Work item
Among the entries, which lines carry the string "focus"? Copy each of them.

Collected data

/// Expression tree node.
#[derive(Debug, Clone)]
pub enum Expr {
    Literal(Item),
    Var(String),
    Seq(Vec<Expr>),
    /// The context item `.`.
    Context,
    /// `//test` from the document node.
    Step(NodeTest),
    Filter {
        input: Box<Expr>,
        predicate: Box<Expr>,
    },
    Compare {
        kind: CmpKind,
        op: CmpOp,
        left: Box<Expr>,
        right: Box<Expr>,
    },
    And(Vec<Expr>),
    Or(Vec<Expr>),
    Call(Function, Vec<Expr>),
    /// `input contains text ft`.
    Contains {
        input: Box<Expr>,
        ft: FtExpr,
    },
    /// Nodes whose value equals `value`, read from a value index.
    ValueAccess {
        kind: ValueKind,
        value: String,
        /// Attribute name restriction.
        name: Option<String>,
    },
    /// Text nodes matching a full-text expression, read from the full-text index.
    FtAccess(FtExpr),
    /// Union of node sequences in document order.
    Union(Vec<Expr>),
}

impl Expr {
    pub fn str<S: Into<String>>(value: S) -> Self {
        Expr::Literal(Item::Str(value.into()))
    }

    pub fn int(value: i64) -> Self {
        Expr::Literal(Item::Int(value))
    }

    pub fn bool(value: bool) -> Self {
        Expr::Literal(Item::Bool(value))
    }

    pub fn var<S: Into<String>>(name: S) -> Self {
        Expr::Var(name.into())
    }

    pub fn seq(exprs: Vec<Expr>) -> Self {
        Expr::Seq(exprs)
    }

    /// The empty sequence.
    pub fn empty_seq() -> Self {
        Expr::Seq(Vec::new())
    }

    pub fn context() -> Self {
        Expr::Context
    }

    /// `//text()`
    pub fn text() -> Self {
        Expr::Step(NodeTest::Text)
    }

    /// `//name` or `//*`
    pub fn elements(name: Option<&str>) -> Self {
        Expr::Step(NodeTest::Element(name.map(str::to_string)))
    }

    /// `//@name` or `//@*`
    pub fn attributes(name: Option<&str>) -> Self {
        Expr::Step(NodeTest::Attribute(name.map(str::to_string)))
    }

    pub fn filter(input: Expr, predicate: Expr) -> Self {
        Expr::Filter {
            input: Box::new(input),
            predicate: Box::new(predicate),
        }
    }

    pub fn general(op: CmpOp, left: Expr, right: Expr) -> Self {
        Expr::Compare {
            kind: CmpKind::General,
            op,
            left: Box::new(left),
            right: Box::new(right),
        }
    }

    pub fn value_cmp(op: CmpOp, left: Expr, right: Expr) -> Self {
        Expr::Compare {
            kind: CmpKind::Value,
            op,
            left: Box::new(left),
            right: Box::new(right),
        }
    }

    pub fn and(exprs: Vec<Expr>) -> Self {
        Expr::And(exprs)
    }

    pub fn or(exprs: Vec<Expr>) -> Self {
        Expr::Or(exprs)
    }

    pub fn contains(input: Expr, ft: FtExpr) -> Self {
        Expr::Contains {
            input: Box::new(input),
            ft,
        }
    }

    /// Function call with an arity check.
    pub fn call(function: Function, args: Vec<Expr>) -> Result<Self> {
        let (min, max) = function.arity();
        if args.len() < min || args.len() > max {
            return Err(GlaiveError::query(format!(
                "{}() expects {} argument(s), {} given",
                function.name(),
                if min == max { min.to_string() } else { format!("{min} to {max}") },
                args.len()
            )));
        }
        Ok(Expr::Call(function, args))
    }

    pub fn not(arg: Expr) -> Self {
        Expr::Call(Function::Not, vec![arg])
    }

    pub fn empty(arg: Expr) -> Self {
        Expr::Call(Function::Empty, vec![arg])
    }

    pub fn exists(arg: Expr) -> Self {
        Expr::Call(Function::Exists, vec![arg])
    }

    pub fn boolean(arg: Expr) -> Self {
        Expr::Call(Function::Boolean, vec![arg])
    }

    pub fn count(arg: Expr) -> Self {
        Expr::Call(Function::Count, vec![arg])
    }

    /// Literal item, if this is one.
    pub fn as_literal(&self) -> Option<&Item> {
        match self {
            Expr::Literal(item) => Some(item),
            _ => None,
        }
    }

    /// Whether the expression always yields exactly one item.
    pub fn is_single(&self) -> bool {
        match self {
            Expr::Literal(_) | Expr::Context | Expr::And(_) | Expr::Or(_) => true,
            Expr::Contains { .. } => true,
            Expr::Compare { kind, left, right, .. } => {
                *kind == CmpKind::General || (left.is_single() && right.is_single())
            }
            Expr::Call(function, _) => !matches!(function, Function::ElementWithId),
            Expr::Seq(exprs) => exprs.len() == 1 && exprs[0].is_single(),
            _ => false,
        }
    }

    /// Whether the expression always yields a single `xs:boolean`.
    pub fn is_boolean(&self) -> bool {
        match self {
            Expr::Literal(Item::Bool(_)) | Expr::And(_) | Expr::Or(_) => true,
            Expr::Contains { .. } => true,
            Expr::Compare { .. } => self.is_single(),
            Expr::Call(function, _) => function.returns_boolean(),
            _ => false,
        }
    }

    /// Whether the expression can never atomize to NaN. Ordering
    /// comparisons are only inverted for such operands.
    pub fn never_nan(&self) -> bool {
        match self {
            Expr::Literal(Item::Str(_) | Item::Int(_) | Item::Bool(_)) => true,
            Expr::Call(Function::Count | Function::String | Function::FormatInteger, _) => true,
            _ => self.is_boolean(),
        }
    }

    /// Mutable references to all direct children.
    pub fn children_mut(&mut self) -> Vec<&mut Expr> {
        match self {
            Expr::Seq(exprs)
            | Expr::And(exprs)
            | Expr::Or(exprs)
            | Expr::Call(_, exprs)
            | Expr::Union(exprs) => exprs.iter_mut().collect(),
            Expr::Filter { input, predicate } => vec![input.as_mut(), predicate.as_mut()],
            Expr::Compare { left, right, .. } => vec![left.as_mut(), right.as_mut()],
            Expr::Contains { input, .. } => vec![input.as_mut()],
            Expr::Literal(_)
            | Expr::Var(_)
            | Expr::Context
            | Expr::Step(_)
            | Expr::ValueAccess { .. }
            | Expr::FtAccess(_) => Vec::new(),
        }
    }

    /// Evaluate the expression.
    pub fn eval(&self, ctx: &Context<'_>) -> Result<Value> {
        match self {
            Expr::Literal(item) => Ok(Value::single(item.clone())),
            Expr::Var(name) => ctx
                .vars
                .get(name)
                .cloned()
                .ok_or_else(|| GlaiveError::query(format!("variable ${name} is not bound"))),
            Expr::Seq(exprs) => {
                let mut items = Vec::new();
                for expr in exprs {
                    items.extend(expr.eval(ctx)?.into_items());
                }
                Ok(Value::from(items))
            }
            Expr::Context => ctx
                .item
                .cloned()
                .map(Value::single)
                .ok_or_else(|| GlaiveError::query("context item is undefined")),
            Expr::Step(test) => Ok(Value::nodes(
                (1..ctx.data.len() as NodeId)
                    .filter(|&id| test.matches(ctx.data, id))
                    .collect(),
            )),
            Expr::Filter { input, predicate } => {
                let input = input.eval(ctx)?;
                let mut kept = Vec::new();
                for (i, item) in input.items().iter().enumerate() {
                    let focus = ctx.focus(item, i + 1);
                    let result = predicate.eval(&focus)?;
                    let keep = match result.as_single() {
                        Some(Item::Int(n)) => *n >= 1 && *n as usize == i + 1,
                        Some(Item::Double(n)) => *n == (i + 1) as f64,
                        _ => result.ebv()?,
                    };
                    if keep {
                        kept.push(item.clone());
                    }
                }
                Ok(Value::from(kept))
            }
            Expr::Compare {
                kind,
                op,
                left,
                right,
            } => compare(*kind, *op, &left.eval(ctx)?, &right.eval(ctx)?, ctx.data),
            Expr::And(exprs) => {
                for expr in exprs {
                    if !expr.eval(ctx)?.ebv()? {
                        return Ok(Value::bool(false));
                    }
                }
                Ok(Value::bool(true))
            }
            Expr::Or(exprs) => {
                for expr in exprs {
                    if expr.eval(ctx)?.ebv()? {
                        return Ok(Value::bool(true));
                    }
                }
                Ok(Value::bool(false))
            }
            Expr::Call(function, args) => call(*function, args, ctx),
            Expr::Contains { input, ft } => {
                for item in input.eval(ctx)?.items() {
                    if ft.contains(&item.string_value(ctx.data))? {
                        return Ok(Value::bool(true));
                    }
                }
                Ok(Value::bool(false))
            }
            Expr::ValueAccess { .. } | Expr::FtAccess(_) | Expr::Union(_) => {
                let ids = match self.index_iter(ctx.data) {
                    Some(mut iter) => collect_ids(iter.as_mut()),
                    None => self.scan_ids(ctx)?,
                };
                Ok(Value::nodes(ids))
            }
        }
    }

    /// Ids of an index-backed node when the index is unavailable.
    fn scan_ids(&self, ctx: &Context<'_>) -> Result<Vec<NodeId>> {
        let data = ctx.data;
        match self {
            Expr::ValueAccess { kind, value, name } => {
                let test = match kind {
                    ValueKind::Text => NodeTest::Text,
                    ValueKind::Attribute => NodeTest::Attribute(name.clone()),
                };
                Ok((1..data.len() as NodeId)
                    .filter(|&id| test.matches(data, id) && data.string_value(id) == *value)
                    .collect())
            }
            Expr::FtAccess(ft) => {
                let mut ids = Vec::new();
                for id in 1..data.len() as NodeId {
                    if NodeTest::Text.matches(data, id) && ft.contains(&data.string_value(id))? {
                        ids.push(id);
                    }
                }
                Ok(ids)
            }
            Expr::Union(exprs) => {
                let mut ids = Vec::new();
                for expr in exprs {
                    ids.extend(expr.eval(ctx)?.node_ids()?);
                }
                Ok(ids)
            }
            _ => self.eval(ctx)?.node_ids(),
        }
    }

    /// Stream the ids of an index-backed node straight from the index.
    /// Returns `None` for any other node, or when the index is missing or
    /// cannot answer the node.
    pub fn index_iter<'a>(&self, data: &'a Data) -> Option<Box<dyn IndexIterator + 'a>> {
        match self {
            Expr::ValueAccess { kind, value, name } => {
                let index = data.value_index(*kind)?;
                match name {
                    None => Some(index.ids(value.as_bytes())),
                    Some(name) => {
                        let ids = collect_ids(index.ids(value.as_bytes()).as_mut())
                            .into_iter()
                            .filter(|&id| data.name(id) == Some(name.as_str()))
                            .collect();
                        Some(Box::new(ListIterator::owned(ids)))
                    }
                }
            }
            Expr::FtAccess(ft) => {
                let index = data.fulltext_index()?;
                if !ft.index_options(index.options()) {
                    return None;
                }
                let hits = ft.index_equivalent(index)?;
                Some(Box::new(FtHits::new(hits)))
            }
            Expr::Union(exprs) => {
                let iters = exprs
                    .iter()
                    .map(|expr| expr.index_iter(data))
                    .collect::<Option<Vec<_>>>()?;
                Some(Box::new(UnionIterator::new(iters)))
            }
            _ => None,
        }
    }
}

Result for this task
                    let focus = ctx.focus(item, i + 1);
                    let result = predicate.eval(&focus)?;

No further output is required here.